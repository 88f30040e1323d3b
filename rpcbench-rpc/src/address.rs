use super::{Error, Result};

const BASE58_ALPHABET: &[u8] = b"123456789ABCDEFGHJKLMNPQRSTUVWXYZabcdefghijkmnopqrstuvwxyz";

const PUBKEY_LEN: usize = 32;

/// Shortest / longest base58 encoding of a 32-byte public key.
const MIN_LEN: usize = 32;
const MAX_LEN: usize = 44;

/// True when `address` is base58 and decodes to exactly 32 bytes.
pub fn is_valid_address(address: &str) -> bool {
    (MIN_LEN..=MAX_LEN).contains(&address.len()) && decoded_len(address) == Some(PUBKEY_LEN)
}

/// Length of the base58-decoded value, or `None` on a foreign character or once the value
/// no longer fits in a public key.
fn decoded_len(address: &str) -> Option<usize> {
    let zeros = address.bytes().take_while(|&b| b == b'1').count();
    // Little-endian magnitude of everything after the leading `1`s.
    let mut num: Vec<u8> = Vec::with_capacity(PUBKEY_LEN + 1);

    for b in address.bytes() {
        let digit = BASE58_ALPHABET.iter().position(|&a| a == b)?;
        let mut carry = u32::try_from(digit).ok()?;
        for byte in &mut num {
            carry += u32::from(*byte) * 58;
            *byte = (carry & 0xff) as u8;
            carry >>= 8;
        }
        while carry > 0 {
            num.push((carry & 0xff) as u8);
            carry >>= 8;
            if zeros + num.len() > PUBKEY_LEN {
                return None;
            }
        }
    }

    Some(zeros + num.len())
}

pub fn validate_address(address: &str) -> Result<()> {
    if is_valid_address(address) {
        Ok(())
    } else {
        Err(Error::InvalidAddress(address.to_string()))
    }
}

#[cfg(test)]
mod tests {
    use super::*;

    #[test]
    fn accepts_real_keys() {
        assert!(is_valid_address("TokenkegQfeZyiNwAJbNbGKPFXCWuBvf9Ss623VQ5DA"));
        assert!(is_valid_address("11111111111111111111111111111111"));
        assert!(is_valid_address("7Xnw7aDxJu1CxPPEkz9ttfGSn2bpH3R1GYYziJxTCv3e"));
    }

    #[test]
    fn rejects_bad_alphabet_and_length() {
        // `0`, `O`, `I` and `l` are not part of base58.
        assert!(!is_valid_address("0kenkegQfeZyiNwAJbNbGKPFXCWuBvf9Ss623VQ5DA"));
        assert!(!is_valid_address("short"));
        assert!(!is_valid_address(&"1".repeat(45)));
        assert!(!is_valid_address(&"1".repeat(31)));
    }

    #[test]
    fn rejects_keys_that_do_not_decode_to_32_bytes() {
        // Right length and alphabet, but 33 bytes once decoded.
        assert!(!is_valid_address(&"z".repeat(44)));
        // 33 leading zero bytes.
        assert!(!is_valid_address(&"1".repeat(33)));
        // Decodes to fewer than 32 bytes.
        assert!(!is_valid_address(&"2".repeat(32)));
        assert!(matches!(
            validate_address(""),
            Err(Error::InvalidAddress(_))
        ));
    }
}
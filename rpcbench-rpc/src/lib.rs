#![forbid(unsafe_code)]

mod address;
mod client;
mod error;
mod jsonrpc;
mod solana;
mod types;
mod util;

pub use address::{is_valid_address, validate_address};
pub use client::HttpClient;
pub use error::{Error, Result};
pub use jsonrpc::{RpcErrorObject, RpcRequest, RpcResponse};
pub use solana::{RpcClient, endpoint_url};
pub use types::{HttpRequest, HttpResponse};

******************************

[Try it]: The required output is a copy of each line in the records where the string "types" occurs.

[Response area]:
mod types;
pub use types::{HttpRequest, HttpResponse};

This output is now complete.